(Recorded data)
Start of Block

//! JSON-LD taxonomy documents
//!
//! The same node-object shape is used for documents fetched from a taxonomy
//! source and for local snapshots:
//!
//! ```json
//! {
//!   "@context": {"skos": "http://www.w3.org/2004/02/skos/core#"},
//!   "@graph": [
//!     {
//!       "@id": "http://ex.org/jazz",
//!       "@type": "skos:Concept",
//!       "skos:prefLabel": [{"@value": "Jazz", "@language": "en"}],
//!       "skos:broader": [{"@id": "http://ex.org/music"}],
//!       ":own_frequency": 4.0,
//!       ":cum_frequency": 9.0
//!     }
//!   ]
//! }
//! ```
//!
//! Properties may be written as `skos:` compact IRIs or as full IRIs of
//! either SKOS namespace. Unknown properties are ignored. Only the fixed
//! `skos` prefix is understood; no general context processing happens.

use crate::concept::{ConceptId, LabelKind};
use crate::config::TaxonomyConfig;
use crate::error::{Error, Result};
use crate::taxonomy::{Taxonomy, TaxonomyBuilder};
use serde_json::{json, Map, Value as JsonValue};
use std::fs;
use std::path::Path;
use thesaurus_vocab::{internal, jsonld, skos, skos_local_name, skos_names};

/// Properties the reader understands
#[derive(Clone, Copy, Debug, PartialEq, Eq)]
enum Property {
    Label(LabelKind),
    Broader,
    Narrower,
    Related,
    TopConceptOf,
    HasTopConcept,
    OwnFrequency,
    CumFrequency,
}

fn property(key: &str) -> Option<Property> {
    match key {
        internal::OWN_FREQUENCY => return Some(Property::OwnFrequency),
        internal::CUM_FREQUENCY => return Some(Property::CumFrequency),
        _ => {}
    }
    match skos_local_name(key)? {
        skos_names::PREF_LABEL => Some(Property::Label(LabelKind::Preferred)),
        skos_names::ALT_LABEL => Some(Property::Label(LabelKind::Alternative)),
        skos_names::HIDDEN_LABEL => Some(Property::Label(LabelKind::Hidden)),
        skos_names::BROADER => Some(Property::Broader),
        skos_names::NARROWER => Some(Property::Narrower),
        skos_names::RELATED => Some(Property::Related),
        skos_names::TOP_CONCEPT_OF => Some(Property::TopConceptOf),
        skos_names::HAS_TOP_CONCEPT => Some(Property::HasTopConcept),
        _ => None,
    }
}

/// Treat a single value and an array of values alike
fn values(value: &JsonValue) -> impl Iterator<Item = &JsonValue> {
    let slice = match value {
        JsonValue::Array(items) => items.as_slice(),
        other => std::slice::from_ref(other),
    };
    slice.iter()
}

fn reference(value: &JsonValue) -> Result<&str> {
    match value {
        JsonValue::String(s) => Ok(s.as_str()),
        JsonValue::Object(map) => map
            .get(jsonld::ID)
            .and_then(JsonValue::as_str)
            .ok_or_else(|| Error::invalid_document(format!("node reference without @id: {value}"))),
        other => Err(Error::invalid_document(format!(
            "expected node reference, found {other}"
        ))),
    }
}

fn literal(value: &JsonValue) -> Result<(&str, Option<&str>)> {
    match value {
        JsonValue::String(s) => Ok((s.as_str(), None)),
        JsonValue::Object(map) => {
            let text = map
                .get(jsonld::VALUE)
                .and_then(JsonValue::as_str)
                .ok_or_else(|| Error::invalid_document(format!("label without @value: {value}")))?;
            let lang = map.get(jsonld::LANGUAGE).and_then(JsonValue::as_str);
            Ok((text, lang))
        }
        other => Err(Error::invalid_document(format!(
            "expected label literal, found {other}"
        ))),
    }
}

fn number(value: &JsonValue) -> Result<f64> {
    let inner = match value {
        JsonValue::Object(map) => map.get(jsonld::VALUE).unwrap_or(value),
        other => other,
    };
    inner
        .as_f64()
        .ok_or_else(|| Error::invalid_document(format!("expected number, found {value}")))
}

fn is_concept_type(value: &JsonValue) -> bool {
    values(value)
        .filter_map(JsonValue::as_str)
        .any(|t| skos_local_name(t) == Some(skos_names::CONCEPT))
}

fn node_objects(doc: &JsonValue) -> Result<Vec<&Map<String, JsonValue>>> {
    let nodes: Vec<&JsonValue> = match doc {
        JsonValue::Object(map) => match map.get(jsonld::GRAPH) {
            Some(graph) => values(graph).collect(),
            None => vec![doc],
        },
        JsonValue::Array(items) => items.iter().collect(),
        other => {
            return Err(Error::invalid_document(format!(
                "expected object or array at top level, found {other}"
            )))
        }
    };
    nodes
        .into_iter()
        .map(|n| {
            n.as_object()
                .ok_or_else(|| Error::invalid_document(format!("expected node object, found {n}")))
        })
        .collect()
}

fn read_node(builder: &mut TaxonomyBuilder, node: &Map<String, JsonValue>) -> Result<()> {
    let id = node
        .get(jsonld::ID)
        .and_then(JsonValue::as_str)
        .ok_or_else(|| Error::invalid_document("node object without @id"))?;

    builder.intern(id);
    if node.get(jsonld::TYPE).is_some_and(is_concept_type) {
        builder.add_concept(id);
    }

    for (key, value) in node {
        let Some(prop) = property(key) else {
            continue;
        };
        match prop {
            Property::Label(kind) => {
                for v in values(value) {
                    let (text, lang) = literal(v)?;
                    builder.add_label(id, kind, text, lang);
                }
            }
            Property::Broader => {
                for v in values(value) {
                    builder.add_broader(id, reference(v)?);
                }
            }
            Property::Narrower => {
                for v in values(value) {
                    builder.add_broader(reference(v)?, id);
                }
            }
            Property::Related => {
                for v in values(value) {
                    builder.add_related(id, reference(v)?);
                }
            }
            Property::TopConceptOf => {
                for v in values(value) {
                    builder.add_top_concept(id, reference(v)?);
                }
            }
            Property::HasTopConcept => {
                for v in values(value) {
                    builder.add_top_concept(reference(v)?, id);
                }
            }
            Property::OwnFrequency => builder.set_own_frequency(id, number(value)?),
            Property::CumFrequency => builder.set_cumulative_frequency(id, number(value)?),
        }
    }
    Ok(())
}

/// Populate a new builder from a JSON-LD document.
///
/// Declared top concepts of any scheme are linked under the root.
pub fn read_document(doc: &str, config: TaxonomyConfig) -> Result<TaxonomyBuilder> {
    let parsed: JsonValue = serde_json::from_str(doc)?;
    let mut builder = TaxonomyBuilder::new(config);
    let nodes = node_objects(&parsed)?;
    for node in &nodes {
        read_node(&mut builder, node)?;
    }
    let anchored = builder.anchor_top_concepts();
    tracing::debug!(nodes = nodes.len(), top_concepts = anchored, "taxonomy document read");
    Ok(builder)
}

/// Build a JSON object from key/value pairs
fn object<'a>(pairs: impl IntoIterator<Item = (&'a str, JsonValue)>) -> JsonValue {
    JsonValue::Object(pairs.into_iter().map(|(k, v)| (k.to_string(), v)).collect())
}

fn refs(t: &Taxonomy, ids: &[ConceptId]) -> JsonValue {
    let mut iris: Vec<&str> = ids.iter().map(|&id| t.iri(id)).collect();
    iris.sort_unstable();
    JsonValue::Array(
        iris.into_iter()
            .map(|iri| object([(jsonld::ID, json!(iri))]))
            .collect(),
    )
}

fn label_key(kind: LabelKind) -> String {
    let local = match kind {
        LabelKind::Preferred => skos_names::PREF_LABEL,
        LabelKind::Alternative => skos_names::ALT_LABEL,
        LabelKind::Hidden => skos_names::HIDDEN_LABEL,
    };
    format!("{}:{local}", skos::PREFIX)
}

fn write_node(t: &Taxonomy, id: ConceptId) -> JsonValue {
    let mut obj = Map::new();
    obj.insert(jsonld::ID.to_string(), json!(t.iri(id)));
    if t.is_concept(id) {
        obj.insert(
            jsonld::TYPE.to_string(),
            json!(format!("{}:{}", skos::PREFIX, skos_names::CONCEPT)),
        );
    }

    for kind in LabelKind::ALL {
        let labels: Vec<JsonValue> = t
            .raw_labels(id)
            .iter()
            .filter(|l| l.kind == kind)
            .map(|l| match &l.lang {
                Some(lang) => object([
                    (jsonld::VALUE, json!(l.text.as_ref())),
                    (jsonld::LANGUAGE, json!(lang.as_ref())),
                ]),
                None => object([(jsonld::VALUE, json!(l.text.as_ref()))]),
            })
            .collect();
        if !labels.is_empty() {
            obj.insert(label_key(kind), JsonValue::Array(labels));
        }
    }

    let edges = [
        (skos_names::BROADER, t.broader(id)),
        (skos_names::NARROWER, t.narrower(id)),
        (skos_names::RELATED, t.related(id)),
        (skos_names::TOP_CONCEPT_OF, t.top_concept_of(id)),
    ];
    for (name, ids) in edges {
        if !ids.is_empty() {
            obj.insert(format!("{}:{name}", skos::PREFIX), refs(t, ids));
        }
    }

    let (own, cum) = t.frequency_annotations(id);
    if let Some(own) = own {
        obj.insert(internal::OWN_FREQUENCY.to_string(), json!(own));
    }
    if let Some(cum) = cum {
        obj.insert(internal::CUM_FREQUENCY.to_string(), json!(cum));
    }
    JsonValue::Object(obj)
}

/// Serialize a taxonomy, nodes ordered by IRI.
pub fn write_document(t: &Taxonomy) -> JsonValue {
    let mut ids: Vec<ConceptId> = t.node_ids().collect();
    ids.sort_by(|&a, &b| t.iri(a).cmp(t.iri(b)));
    let graph: Vec<JsonValue> = ids.into_iter().map(|id| write_node(t, id)).collect();
    object([
        (jsonld::CONTEXT, object([(skos::PREFIX, json!(skos::NS))])),
        (jsonld::GRAPH, JsonValue::Array(graph)),
    ])
}

/// Write a snapshot file
pub fn save_snapshot(t: &Taxonomy, path: &Path) -> Result<()> {
    let doc = write_document(t);
    fs::write(path, serde_json::to_string_pretty(&doc)?)?;
    tracing::info!(path = %path.display(), nodes = t.len(), "taxonomy snapshot written");
    Ok(())
}

/// Read a snapshot file into a frozen taxonomy
pub fn load_snapshot(path: &Path, config: TaxonomyConfig) -> Result<Taxonomy> {
    let raw = fs::read_to_string(path)?;
    Ok(read_document(&raw, config)?.build())
}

End of Block

- Exercise requirements
Where a line in the records above includes the string "documents", show it.

- Your solution
//! JSON-LD taxonomy documents
//! The same node-object shape is used for documents fetched from a taxonomy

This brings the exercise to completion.